Records drawn from a dataset

-- Opening Marker --

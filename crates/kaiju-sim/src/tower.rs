//! Tower data model: targeting, fire cadence and emissions.

use glam::DVec2;
use hecs::{Entity, World};

use kaiju_core::constants::*;
use kaiju_core::enums::{ProjectileKind, SplashAim, StatusKind, TowerKind};

use crate::enemy::Enemy;
use crate::projectile::{Beam, HealZone, Payload, Projectile};
use crate::status::StatusPayload;

/// Per-kind tower parameters.
pub struct TowerProfile {
    pub damage: f64,
    /// Hit points restored per tick by the emitted heal zone (support only).
    pub heal_amount: f64,
    /// Targeting radius; also the heal radius for support towers.
    pub range: f64,
    /// Minimum ticks between shots.
    pub fire_rate_ticks: u64,
    pub cost: u32,
}

/// Get the profile for a given tower kind.
pub fn get_profile(kind: TowerKind) -> TowerProfile {
    match kind {
        TowerKind::Cannon => TowerProfile {
            damage: CANNON_DAMAGE,
            heal_amount: 0.0,
            range: CANNON_RANGE,
            fire_rate_ticks: CANNON_FIRE_TICKS,
            cost: CANNON_COST,
        },
        TowerKind::Maser => TowerProfile {
            damage: MASER_DAMAGE,
            heal_amount: 0.0,
            range: MASER_RANGE,
            fire_rate_ticks: MASER_FIRE_TICKS,
            cost: MASER_COST,
        },
        TowerKind::Launcher => TowerProfile {
            damage: LAUNCHER_DAMAGE,
            heal_amount: 0.0,
            range: LAUNCHER_RANGE,
            fire_rate_ticks: LAUNCHER_FIRE_TICKS,
            cost: LAUNCHER_COST,
        },
        TowerKind::Support => TowerProfile {
            damage: 0.0,
            heal_amount: SUPPORT_HEAL_AMOUNT,
            range: SUPPORT_RANGE,
            fire_rate_ticks: SUPPORT_FIRE_TICKS,
            cost: SUPPORT_COST,
        },
        TowerKind::Lancer => TowerProfile {
            damage: LANCER_DAMAGE,
            heal_amount: 0.0,
            range: LANCER_RANGE,
            fire_rate_ticks: LANCER_FIRE_TICKS,
            cost: LANCER_COST,
        },
    }
}

/// What a tower puts into the world when it fires.
#[derive(Debug, Clone, PartialEq)]
pub enum Emission {
    /// Point-seeking projectile (direct, status or splash payload).
    Projectile(Projectile),
    Beam(Beam),
    HealZone(HealZone),
}

/// A placed tower.
#[derive(Debug, Clone)]
pub struct Tower {
    pub kind: TowerKind,
    pub position: DVec2,
    pub damage: f64,
    pub heal_amount: f64,
    pub range: f64,
    pub fire_rate_ticks: u64,
    pub cost: u32,
    pub last_fire_tick: Option<u64>,
    /// Non-owning handle to the primary target, validated on use.
    pub target: Option<Entity>,
    /// Every alive enemy in range at the last acquisition (launchers only).
    pub in_range: Vec<Entity>,
    pub hit_points: f64,
    pub max_hit_points: f64,
    pub aim: SplashAim,
}

impl Tower {
    pub fn new(kind: TowerKind, position: DVec2, aim: SplashAim) -> Self {
        let profile = get_profile(kind);
        Self {
            kind,
            position,
            damage: profile.damage,
            heal_amount: profile.heal_amount,
            range: profile.range,
            fire_rate_ticks: profile.fire_rate_ticks,
            cost: profile.cost,
            last_fire_tick: None,
            target: None,
            in_range: Vec::new(),
            hit_points: TOWER_MAX_HP,
            max_hit_points: TOWER_MAX_HP,
            aim,
        }
    }

    /// Whether the cooldown since the last shot has elapsed.
    pub fn can_fire(&self, now: u64) -> bool {
        match self.last_fire_tick {
            None => true,
            Some(last) => now.saturating_sub(last) >= self.fire_rate_ticks,
        }
    }

    fn tracks_all_in_range(&self) -> bool {
        self.kind == TowerKind::Launcher && self.aim == SplashAim::Centroid
    }

    /// Select the nearest alive enemy in range. Ties keep the first one found.
    pub fn acquire_target<'a>(
        &mut self,
        enemies: impl IntoIterator<Item = (Entity, &'a Enemy)>,
    ) -> Option<Entity> {
        self.in_range.clear();
        self.target = None;

        let track_all = self.tracks_all_in_range();
        let mut best: Option<(Entity, f64)> = None;
        for (entity, enemy) in enemies {
            if !enemy.alive {
                continue;
            }
            let distance = self.position.distance(enemy.position);
            if distance > self.range {
                continue;
            }
            if track_all {
                self.in_range.push(entity);
            }
            if best.map_or(true, |(_, nearest)| distance < nearest) {
                best = Some((entity, distance));
            }
        }

        self.target = best.map(|(entity, _)| entity);
        self.target
    }

    /// Position of `entity` if it is still alive and in range.
    fn resolve(&self, world: &World, entity: Entity) -> Option<DVec2> {
        let enemy = world.get::<&Enemy>(entity).ok()?;
        (enemy.alive && self.position.distance(enemy.position) <= self.range)
            .then_some(enemy.position)
    }

    /// Fire at the held target, resetting the cooldown. A missing or stale
    /// target yields nothing and leaves the cooldown untouched. Support
    /// towers need a target too, but center their heal zone on themselves.
    pub fn fire(&mut self, now: u64, world: &World) -> Option<Emission> {
        let target = self.target?;
        let Some(target_point) = self.resolve(world, target) else {
            self.target = None;
            return None;
        };
        self.last_fire_tick = Some(now);

        let emission = match self.kind {
            TowerKind::Cannon => Emission::Projectile(Projectile::new(
                ProjectileKind::Bolt,
                self.position,
                target_point,
                self.damage,
                BOLT_SPEED,
                Payload::Direct,
            )),
            TowerKind::Maser => Emission::Projectile(Projectile::new(
                ProjectileKind::Maser,
                self.position,
                target_point,
                self.damage,
                MASER_BOLT_SPEED,
                Payload::Status(StatusPayload {
                    kind: StatusKind::Slow,
                    magnitude: MASER_SLOW_MAGNITUDE,
                    duration_ticks: MASER_SLOW_TICKS,
                }),
            )),
            TowerKind::Launcher => {
                let aim_point = match self.aim {
                    SplashAim::Primary => target_point,
                    SplashAim::Centroid => self.centroid(world).unwrap_or(target_point),
                };
                Emission::Projectile(Projectile::new(
                    ProjectileKind::Missile,
                    self.position,
                    aim_point,
                    self.damage,
                    MISSILE_SPEED,
                    Payload::Splash {
                        radius: LAUNCHER_SPLASH_RADIUS,
                    },
                ))
            }
            TowerKind::Lancer => {
                let direction = (target_point - self.position).normalize_or_zero();
                let direction = if direction == DVec2::ZERO {
                    DVec2::X
                } else {
                    direction
                };
                Emission::Beam(Beam::new(
                    self.position,
                    self.position + direction * self.range,
                    self.damage,
                    LANCER_BEAM_WIDTH,
                    now,
                ))
            }
            TowerKind::Support => Emission::HealZone(HealZone::new(
                self.position,
                self.range,
                self.heal_amount,
                now,
            )),
        };
        Some(emission)
    }

    /// Mean position of the tracked in-range enemies still valid.
    fn centroid(&self, world: &World) -> Option<DVec2> {
        let points: Vec<DVec2> = self
            .in_range
            .iter()
            .filter_map(|&entity| self.resolve(world, entity))
            .collect();
        if points.is_empty() {
            return None;
        }
        Some(points.iter().copied().sum::<DVec2>() / points.len() as f64)
    }

    /// Subtract hit points. Returns true when the tower is destroyed.
    pub fn take_damage(&mut self, amount: f64) -> bool {
        self.hit_points -= amount;
        self.hit_points <= 0.0
    }

    pub fn heal(&mut self, amount: f64) {
        self.hit_points = (self.hit_points + amount).min(self.max_hit_points);
    }

    pub fn health_fraction(&self) -> f64 {
        (self.hit_points / self.max_hit_points).clamp(0.0, 1.0)
    }
}

#[cfg(test)]
mod tests {
    use super::*;
    use crate::enemy::{EnemyStats, Variant};
    use kaiju_core::enums::EnemyKind;
    use kaiju_core::geometry::Path;

    fn path() -> Path {
        Path::from_points(&[(0.0, 0.0), (1000.0, 0.0)]).unwrap()
    }

    fn enemy_at(world: &mut World, x: f64, y: f64) -> Entity {
        let mut enemy = Enemy::new(
            Variant::basic(EnemyKind::Crystalback),
            EnemyStats::new(100.0, 1.0, 5.0),
            &path(),
        );
        enemy.position = DVec2::new(x, y);
        world.spawn((enemy,))
    }

    fn acquire(tower: &mut Tower, world: &World) -> Option<Entity> {
        let mut query = world.query::<&Enemy>();
        tower.acquire_target(query.iter())
    }

    #[test]
    fn cooldown_gates_fire() {
        let mut tower = Tower::new(TowerKind::Cannon, DVec2::ZERO, SplashAim::Primary);
        assert!(tower.can_fire(0));
        tower.last_fire_tick = Some(10);
        assert!(!tower.can_fire(69));
        assert!(tower.can_fire(70));
    }

    #[test]
    fn nearest_in_range_wins() {
        let mut world = World::new();
        let _far = enemy_at(&mut world, 90.0, 0.0);
        let near = enemy_at(&mut world, 30.0, 0.0);
        let _out = enemy_at(&mut world, 150.0, 0.0);
        let mut tower = Tower::new(TowerKind::Cannon, DVec2::ZERO, SplashAim::Primary);
        assert_eq!(acquire(&mut tower, &world), Some(near));
    }

    #[test]
    fn dead_enemies_ignored() {
        let mut world = World::new();
        let only = enemy_at(&mut world, 30.0, 0.0);
        world.get::<&mut Enemy>(only).unwrap().alive = false;
        let mut tower = Tower::new(TowerKind::Cannon, DVec2::ZERO, SplashAim::Primary);
        assert_eq!(acquire(&mut tower, &world), None);
    }

    #[test]
    fn no_target_is_no_op() {
        let world = World::new();
        let mut tower = Tower::new(TowerKind::Cannon, DVec2::ZERO, SplashAim::Primary);
        assert_eq!(tower.fire(5, &world), None);
        assert_eq!(tower.last_fire_tick, None);
    }

    #[test]
    fn stale_handle_is_safe() {
        let mut world = World::new();
        let target = enemy_at(&mut world, 30.0, 0.0);
        let mut tower = Tower::new(TowerKind::Cannon, DVec2::ZERO, SplashAim::Primary);
        acquire(&mut tower, &world);
        world.despawn(target).unwrap();
        assert_eq!(tower.fire(5, &world), None);
        assert_eq!(tower.target, None);
        assert!(tower.can_fire(5));
    }

    #[test]
    fn maser_carries_slow() {
        let mut world = World::new();
        enemy_at(&mut world, 50.0, 0.0);
        let mut tower = Tower::new(TowerKind::Maser, DVec2::ZERO, SplashAim::Primary);
        acquire(&mut tower, &world);
        match tower.fire(0, &world) {
            Some(Emission::Projectile(projectile)) => {
                assert_eq!(projectile.kind, ProjectileKind::Maser);
                assert!(matches!(projectile.payload, Payload::Status(p) if p.kind == StatusKind::Slow));
            }
            other => panic!("expected projectile, got {other:?}"),
        }
        assert_eq!(tower.last_fire_tick, Some(0));
    }

    #[test]
    fn beam_extends_to_full_range() {
        let mut world = World::new();
        enemy_at(&mut world, 0.0, 50.0);
        let mut tower = Tower::new(TowerKind::Lancer, DVec2::ZERO, SplashAim::Primary);
        acquire(&mut tower, &world);
        match tower.fire(3, &world) {
            Some(Emission::Beam(beam)) => {
                assert_eq!(beam.start, DVec2::ZERO);
                assert!((beam.end - DVec2::new(0.0, LANCER_RANGE)).length() < 1e-9);
                assert_eq!(beam.created_tick, 3);
            }
            other => panic!("expected beam, got {other:?}"),
        }
    }

    #[test]
    fn centroid_aim_averages_in_range() {
        let mut world = World::new();
        enemy_at(&mut world, 40.0, 0.0);
        enemy_at(&mut world, 80.0, 0.0);
        let mut tower = Tower::new(TowerKind::Launcher, DVec2::ZERO, SplashAim::Centroid);
        acquire(&mut tower, &world);
        assert_eq!(tower.in_range.len(), 2);
        match tower.fire(0, &world) {
            Some(Emission::Projectile(projectile)) => {
                assert_eq!(projectile.target_point, DVec2::new(60.0, 0.0));
            }
            other => panic!("expected missile, got {other:?}"),
        }
    }

    #[test]
    fn support_idle_without_enemies() {
        let world = World::new();
        let mut tower = Tower::new(TowerKind::Support, DVec2::new(5.0, 5.0), SplashAim::Primary);
        assert_eq!(acquire(&mut tower, &world), None);
        assert_eq!(tower.fire(0, &world), None);
        assert!(tower.can_fire(1));
    }

    #[test]
    fn support_heals_around_itself_when_enemy_in_range() {
        let mut world = World::new();
        let enemy = enemy_at(&mut world, 40.0, 5.0);
        let mut tower = Tower::new(TowerKind::Support, DVec2::new(5.0, 5.0), SplashAim::Primary);
        assert_eq!(acquire(&mut tower, &world), Some(enemy));
        match tower.fire(0, &world) {
            Some(Emission::HealZone(zone)) => {
                assert_eq!(zone.position, DVec2::new(5.0, 5.0));
                assert_eq!(zone.amount, SUPPORT_HEAL_AMOUNT);
                assert_eq!(zone.radius, SUPPORT_RANGE);
            }
            other => panic!("expected heal zone, got {other:?}"),
        }
        assert!(!tower.can_fire(1));
        assert_eq!(tower.damage, 0.0);
    }

    #[test]
    fn damage_and_heal_respect_bounds() {
        let mut tower = Tower::new(TowerKind::Cannon, DVec2::ZERO, SplashAim::Primary);
        assert!(!tower.take_damage(60.0));
        tower.heal(100.0);
        assert_eq!(tower.hit_points, TOWER_MAX_HP);
        assert!(tower.take_damage(150.0));
    }
}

-- Closing Marker --

Task
Search the entries for the word "HealZone" and pick out every line that holds it.

Answer to this problem
use crate::projectile::{Beam, HealZone, Payload, Projectile};
    HealZone(HealZone),
            TowerKind::Support => Emission::HealZone(HealZone::new(
            Some(Emission::HealZone(zone)) => {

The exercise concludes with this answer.